Protein Power: How This Nutrient Shapes Your Body, Skin, and Hair
What is Protein
Proteins are complex, huge molecules that are vital to the structure,
function, and regulation of the body’s tissues and organs. Proteins are
comprised of long chains of smaller units, called amino acids, and there are 20
different amino acids. The amino acids can be arranged in numerous different
ways to create different proteins. The order of the amino acids (the sequence)
creates its unique 3-dimensional shape that gives it its specific function. The
amino acids are encoded by our DNA in our genes.
Proteins are involved in nearly every process in the body. They are responsible
for building and repairing the body’s tissues like skin, muscles, and organs.
Proteins are also responsible for the formation of enzymes that facilitate
chemical reactions, act as hormones like insulin, and immune system antibodies.

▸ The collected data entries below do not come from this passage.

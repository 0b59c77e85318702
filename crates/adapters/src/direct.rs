// Copyright 2025 Wavebench Contributors
// SPDX-License-Identifier: Apache-2.0

//! Time-domain decomposition by explicit extension, convolution and
//! downsampling.
//!
//! This is a second, independent route to the same coefficients as the core
//! engine. Each level materializes the symmetrically extended signal, runs a
//! full linear convolution with both analysis filters and keeps every other
//! output sample. Reconstruction is not provided.

use crate::{WaveletCache, DIRECT};
use async_trait::async_trait;
use wavebench_benchmarks::{Backend, BackendError, BackendResult, Operation};
use wavebench_core::dwt::max_level;
use wavebench_core::{Coefficients, Error, Wavelet};

/// Half-sample symmetric extension by `pad` samples on each side.
///
/// `[1, 2, 3]` padded by 2 becomes `[2, 1, 1, 2, 3, 3, 2]`.
pub fn symmetric_extension(signal: &[f64], pad: usize) -> Vec<f64> {
    let n = signal.len();
    let period = 2 * n;
    let mut out = Vec::with_capacity(n + 2 * pad);
    for i in 0..n + 2 * pad {
        let m = (i as isize - pad as isize).rem_euclid(period as isize) as usize;
        let index = if m < n { m } else { period - 1 - m };
        out.push(signal[index]);
    }
    out
}

/// Full linear convolution, `signal.len() + filter.len() - 1` samples long.
pub fn convolve_full(signal: &[f64], filter: &[f64]) -> Vec<f64> {
    if signal.is_empty() || filter.is_empty() {
        return Vec::new();
    }
    let len = signal.len() + filter.len() - 1;
    let mut out = Vec::with_capacity(len);
    for k in 0..len {
        let j_min = k.saturating_sub(signal.len() - 1);
        let j_max = k.min(filter.len() - 1);
        let mut acc = 0.0;
        for j in j_min..=j_max {
            acc += filter[j] * signal[k - j];
        }
        out.push(acc);
    }
    out
}

/// One decomposition level: `(approx, detail)`.
pub fn analysis_step(signal: &[f64], wavelet: &Wavelet) -> (Vec<f64>, Vec<f64>) {
    let taps = wavelet.filter_len();
    let out_len = (signal.len() + taps - 1) / 2;
    let extended = symmetric_extension(signal, taps - 1);

    let downsample = |full: Vec<f64>| -> Vec<f64> {
        full.into_iter().skip(taps).step_by(2).take(out_len).collect()
    };
    (
        downsample(convolve_full(&extended, wavelet.dec_lo())),
        downsample(convolve_full(&extended, wavelet.dec_hi())),
    )
}

/// Decompose `data` down to the deepest useful level.
pub fn decompose(data: &[f64], wavelet: &Wavelet) -> wavebench_core::Result<Coefficients> {
    if data.is_empty() {
        return Err(Error::EmptySignal);
    }
    let level = max_level(data.len(), wavelet.filter_len());

    let mut approx = data.to_vec();
    let mut details = Vec::with_capacity(level);
    for _ in 0..level {
        let (a, d) = analysis_step(&approx, wavelet);
        approx = a;
        details.push(d);
    }
    details.reverse();
    Ok(Coefficients { approx, details })
}

/// Forward-only backend over [`decompose`].
#[derive(Debug, Default)]
pub struct DirectBackend {
    wavelets: WaveletCache,
}

impl DirectBackend {
    /// Create the backend.
    pub fn new() -> Self {
        Self::default()
    }
}

#[async_trait]
impl Backend for DirectBackend {
    fn name(&self) -> &str {
        DIRECT
    }

    fn supports(&self, operation: Operation) -> bool {
        operation == Operation::Forward
    }

    async fn forward(&mut self, data: &[f64], wavelet: &str) -> BackendResult<Coefficients> {
        let wavelet = self.wavelets.get(wavelet)?;
        Ok(decompose(data, wavelet)?)
    }

    async fn inverse(
        &mut self,
        _coeffs: &Coefficients,
        _wavelet: &str,
        _original_len: usize,
    ) -> BackendResult<Vec<f64>> {
        Err(BackendError::Unsupported(Operation::Inverse))
    }
}

#[cfg(test)]
mod tests {
    use super::*;
    use proptest::prelude::*;
    use wavebench_core::dwt::wavedec;
    use wavebench_core::wavelet::SUPPORTED;

    #[test]
    fn test_symmetric_extension() {
        assert_eq!(
            symmetric_extension(&[1.0, 2.0, 3.0], 2),
            vec![2.0, 1.0, 1.0, 2.0, 3.0, 3.0, 2.0]
        );
        assert_eq!(
            symmetric_extension(&[1.0, 2.0], 3),
            vec![2.0, 2.0, 1.0, 1.0, 2.0, 2.0, 1.0, 1.0]
        );
    }

    #[test]
    fn test_convolve_full() {
        assert_eq!(convolve_full(&[1.0, 2.0], &[1.0, 1.0]), vec![1.0, 3.0, 2.0]);
        assert_eq!(convolve_full(&[1.0, 2.0, 3.0], &[2.0]), vec![2.0, 4.0, 6.0]);
        assert!(convolve_full(&[], &[1.0]).is_empty());
    }

    #[test]
    fn test_inverse_is_not_supported() {
        let backend = DirectBackend::new();
        assert!(backend.supports(Operation::Forward));
        assert!(!backend.supports(Operation::Inverse));
    }

    proptest! {
        #[test]
        fn prop_matches_core_engine(
            data in proptest::collection::vec(-100.0f64..100.0, 1..300),
            index in 0..SUPPORTED.len(),
        ) {
            let wavelet = Wavelet::from_name(SUPPORTED[index]).unwrap();
            let expected = wavedec(&data, &wavelet, None).unwrap();
            let actual = decompose(&data, &wavelet).unwrap();

            prop_assert_eq!(actual.level(), expected.level());
            for (a, e) in actual.bands().zip(expected.bands()) {
                prop_assert_eq!(a.len(), e.len());
                for (x, y) in a.iter().zip(e) {
                    prop_assert!((x - y).abs() <= 1e-9, "{} vs {}", x, y);
                }
            }
        }
    }
}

They are also responsible for the transportation of molecules in the form of
proteins like hemoglobin responsible for transporting oxygen in blood.

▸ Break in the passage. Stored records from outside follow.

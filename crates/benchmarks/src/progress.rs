// Copyright 2025 Wavebench Contributors
// SPDX-License-Identifier: Apache-2.0

//! Progress events emitted while a run is in flight.

/// Receives discrete progress events from the orchestrator.
///
/// Implementations must be cheap; they are called from inside the
/// measurement loop between combinations.
#[cfg_attr(test, mockall::automock)]
pub trait ProgressReporter: Send + Sync {
    /// Free-form status text such as `"Initializing native..."`.
    fn progress(&self, text: &str);

    /// Label of the combination about to be measured.
    fn current_test(&self, text: &str);

    /// Integer percentage of combinations completed, 0 to 100.
    fn percent_complete(&self, percent: u8);
}

/// Discards every event. Used for unattended runs.
#[derive(Debug, Default, Clone, Copy)]
pub struct NoopReporter;

impl ProgressReporter for NoopReporter {
    fn progress(&self, _text: &str) {}
    fn current_test(&self, _text: &str) {}
    fn percent_complete(&self, _percent: u8) {}
}

type TextCallback = Box<dyn Fn(&str) + Send + Sync>;
type PercentCallback = Box<dyn Fn(u8) + Send + Sync>;

/// Reporter built from optional closures; missing callbacks are ignored.
#[derive(Default)]
pub struct ProgressCallbacks {
    on_progress: Option<TextCallback>,
    on_current_test: Option<TextCallback>,
    on_percent_complete: Option<PercentCallback>,
}

impl ProgressCallbacks {
    /// Reporter with no callbacks set.
    pub fn new() -> Self {
        Self::default()
    }

    /// Set the status text callback.
    pub fn on_progress(mut self, f: impl Fn(&str) + Send + Sync + 'static) -> Self {
        self.on_progress = Some(Box::new(f));
        self
    }

    /// Set the current test callback.
    pub fn on_current_test(mut self, f: impl Fn(&str) + Send + Sync + 'static) -> Self {
        self.on_current_test = Some(Box::new(f));
        self
    }

    /// Set the percent callback.
    pub fn on_percent_complete(mut self, f: impl Fn(u8) + Send + Sync + 'static) -> Self {
        self.on_percent_complete = Some(Box::new(f));
        self
    }
}

impl std::fmt::Debug for ProgressCallbacks {
    fn fmt(&self, f: &mut std::fmt::Formatter<'_>) -> std::fmt::Result {
        f.debug_struct("ProgressCallbacks")
            .field("on_progress", &self.on_progress.is_some())
            .field("on_current_test", &self.on_current_test.is_some())
            .field("on_percent_complete", &self.on_percent_complete.is_some())
            .finish()
    }
}

impl ProgressReporter for ProgressCallbacks {
    fn progress(&self, text: &str) {
        if let Some(f) = &self.on_progress {
            f(text);
        }
    }

    fn current_test(&self, text: &str) {
        if let Some(f) = &self.on_current_test {
            f(text);
        }
    }

    fn percent_complete(&self, percent: u8) {
        if let Some(f) = &self.on_percent_complete {
            f(percent);
        }
    }
}

/// Percentage of `completed` out of `total`, rounded to the nearest integer.
pub fn percent(completed: usize, total: usize) -> u8 {
    if total == 0 {
        return 100;
    }
    let value = (completed as f64 / total as f64 * 100.0).round();
    value.clamp(0.0, 100.0) as u8
}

Proteins provide energy, 4 calories of energy per gram, however, that is not
their primary role. They are primarily the body's building blocks, and the
agents that stabilize all the body's processes. Due to their structure,
composition and functions, proteins are critical for health and life.
Sources of Protein:
Animal sources: Meat, fish, eggs, dairy
Plant sources: beans, lentils, nuts,
tofu, quinoa, soy
Protein is a macronutrient and made up of amino acids, the building blocks
of life. Protein plays a critical role in:
• Muscle growth & repair: Muscle Strength & Recovery Helps athletes
and fitness enthusiasts grow muscle
• Enzyme & hormone production
• Immune system health
• Healthy skin, hair, and nails Healthy Skin & Hair Includes keratin and
collagen based proteins improve
• Transporting nutrients in the body Strong Immunity - Antibodies are made up
of proteins
• Weight Management - Keeps you full so cravings are reduced
What Can Happen if You Don't Have Enough Protein?

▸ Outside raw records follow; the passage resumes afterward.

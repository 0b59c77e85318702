// Copyright 2025 Wavebench Contributors
// SPDX-License-Identifier: Apache-2.0

//! Reading and writing benchmark reports.

use crate::result::RunReport;
use crate::{csv, markdown};
use chrono::{DateTime, SecondsFormat, Utc};
use std::fs;
use std::io;
use std::path::{Path, PathBuf};

/// Default output directory.
pub const OUTPUT_DIR: &str = "output";

/// Report file name inside the output directory.
pub const REPORT_FILE: &str = "benchmark.json";

/// Markdown summary file name inside the output directory.
pub const SUMMARY_FILE: &str = "summary.md";

/// CSV file name inside the output directory.
pub const CSV_FILE: &str = "benchmark.csv";

/// Default archive directory.
pub const ARCHIVE_DIR: &str = "benchmark-results/archive";

/// Where and what to write after a successful run.
#[derive(Debug, Clone, PartialEq, Eq)]
pub struct OutputLayout {
    /// Directory receiving the report and derived files.
    pub output_dir: PathBuf,
    /// Directory receiving a timestamped copy of the report, if any.
    pub archive_dir: Option<PathBuf>,
    /// Also write the Markdown summary.
    pub summary: bool,
    /// Also write the CSV export.
    pub csv: bool,
}

impl Default for OutputLayout {
    fn default() -> Self {
        Self {
            output_dir: PathBuf::from(OUTPUT_DIR),
            archive_dir: None,
            summary: false,
            csv: false,
        }
    }
}

impl OutputLayout {
    /// Path of the JSON report.
    pub fn report_path(&self) -> PathBuf {
        self.output_dir.join(REPORT_FILE)
    }
}

fn to_io_error(err: serde_json::Error) -> io::Error {
    io::Error::new(io::ErrorKind::Other, err)
}

/// Write `report` as pretty JSON, creating parent directories.
pub fn write_report_json(report: &RunReport, path: impl AsRef<Path>) -> io::Result<()> {
    let path = path.as_ref();
    if let Some(parent) = path.parent() {
        fs::create_dir_all(parent)?;
    }
    let json = serde_json::to_string_pretty(report).map_err(to_io_error)?;
    fs::write(path, json)
}

/// Read a report written by [`write_report_json`].
pub fn read_report_json(path: impl AsRef<Path>) -> io::Result<RunReport> {
    let content = fs::read_to_string(path)?;
    serde_json::from_str(&content).map_err(to_io_error)
}

/// Archive file name for a report taken at `timestamp`.
///
/// The RFC 3339 form with millisecond precision is used, with `:` and `.`
/// replaced so the name is valid on every filesystem.
pub fn archive_file_name(timestamp: &DateTime<Utc>) -> String {
    let stamp = timestamp
        .to_rfc3339_opts(SecondsFormat::Millis, true)
        .replace([':', '.'], "-");
    format!("benchmark-{stamp}.json")
}

/// Copy `report` into `dir` under its archive name.
pub fn write_archive(report: &RunReport, dir: impl AsRef<Path>) -> io::Result<PathBuf> {
    let path = dir.as_ref().join(archive_file_name(&report.timestamp));
    write_report_json(report, &path)?;
    Ok(path)
}

/// Write the Markdown summary.
pub fn write_summary(report: &RunReport, path: impl AsRef<Path>) -> io::Result<()> {
    fs::write(path, markdown::generate_summary(report))
}

/// Write the CSV export.
pub fn write_csv(report: &RunReport, path: impl AsRef<Path>) -> io::Result<()> {
    fs::write(path, csv::render(report))
}

/// Write every output `layout` asks for. Returns the written paths.
pub fn write_all_outputs(report: &RunReport, layout: &OutputLayout) -> io::Result<Vec<PathBuf>> {
    fs::create_dir_all(&layout.output_dir)?;
    let mut written = Vec::new();

    let report_path = layout.report_path();
    write_report_json(report, &report_path)?;
    written.push(report_path);

    if layout.summary {
        let path = layout.output_dir.join(SUMMARY_FILE);
        write_summary(report, &path)?;
        written.push(path);
    }

    if layout.csv {
        let path = layout.output_dir.join(CSV_FILE);
        write_csv(report, &path)?;
        written.push(path);
    }

    if let Some(dir) = &layout.archive_dir {
        written.push(write_archive(report, dir)?);
    }

    Ok(written)
}

#[cfg(test)]
mod tests {
    use super::*;
    use crate::result::tests::sample_report;

    #[test]
    fn test_report_json_round_trip() {
        let dir = tempfile::tempdir().unwrap();
        let path = dir.path().join("nested").join(REPORT_FILE);
        let report = sample_report();

        write_report_json(&report, &path).unwrap();
        let loaded = read_report_json(&path).unwrap();

        assert_eq!(loaded.benchmarks, report.benchmarks);
        assert_eq!(loaded, report);
    }

    #[test]
    fn test_archive_file_name() {
        let report = sample_report();
        assert_eq!(
            archive_file_name(&report.timestamp),
            "benchmark-2025-01-02T03-04-05-678Z.json"
        );
    }

    #[test]
    fn test_write_all_outputs() {
        let dir = tempfile::tempdir().unwrap();
        let layout = OutputLayout {
            output_dir: dir.path().join("output"),
            archive_dir: Some(dir.path().join("archive")),
            summary: true,
            csv: true,
        };

        let written = write_all_outputs(&sample_report(), &layout).unwrap();

        assert_eq!(written.len(), 4);
        assert!(written.iter().all(|p| p.exists()));
        assert_eq!(written[0], layout.report_path());
        assert!(dir
            .path()
            .join("archive/benchmark-2025-01-02T03-04-05-678Z.json")
            .exists());
        let csv = fs::read_to_string(layout.output_dir.join(CSV_FILE)).unwrap();
        assert!(csv.starts_with("Size,Wavelet"));
    }

    #[test]
    fn test_json_only_layout() {
        let dir = tempfile::tempdir().unwrap();
        let layout = OutputLayout {
            output_dir: dir.path().to_path_buf(),
            ..OutputLayout::default()
        };
        let written = write_all_outputs(&sample_report(), &layout).unwrap();
        assert_eq!(written, vec![dir.path().join(REPORT_FILE)]);
        assert!(!dir.path().join(SUMMARY_FILE).exists());
    }

    #[test]
    fn test_read_rejects_garbage() {
        let dir = tempfile::tempdir().unwrap();
        let path = dir.path().join("bad.json");
        fs::write(&path, "{not json").unwrap();
        let err = read_report_json(&path).unwrap_err();
        assert_eq!(err.kind(), io::ErrorKind::Other);
    }
}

Not consuming enough protein can cause some serious medical issues. One of the
earliest signs will be muscle loss. When the body needs essential amino acids
for critical bodily processes, it will go after muscle tissue before anything
else. This muscle loss can result in muscle weakness and decline in strength
and power, especially in older adults. A serious consequence of inadequate
protein intake is a decline in immune function. Since the body needs protein to
produce antibodies and immune cells, insufficient protein will lead to frequent
infections, delayed healing, and a poor immune system response.
Protein deficiency can also affect your outward appearance. When our body is
deprived of adequate protein, our hair may grow thin or fall out, we may have
brittle nails, and our skin may become dry, scaling, or fissured (cracking).
These changes are a result of the lack of structural proteins (keratin,
elastin, and collagen) needed to keep our skin, hair, and nails healthy.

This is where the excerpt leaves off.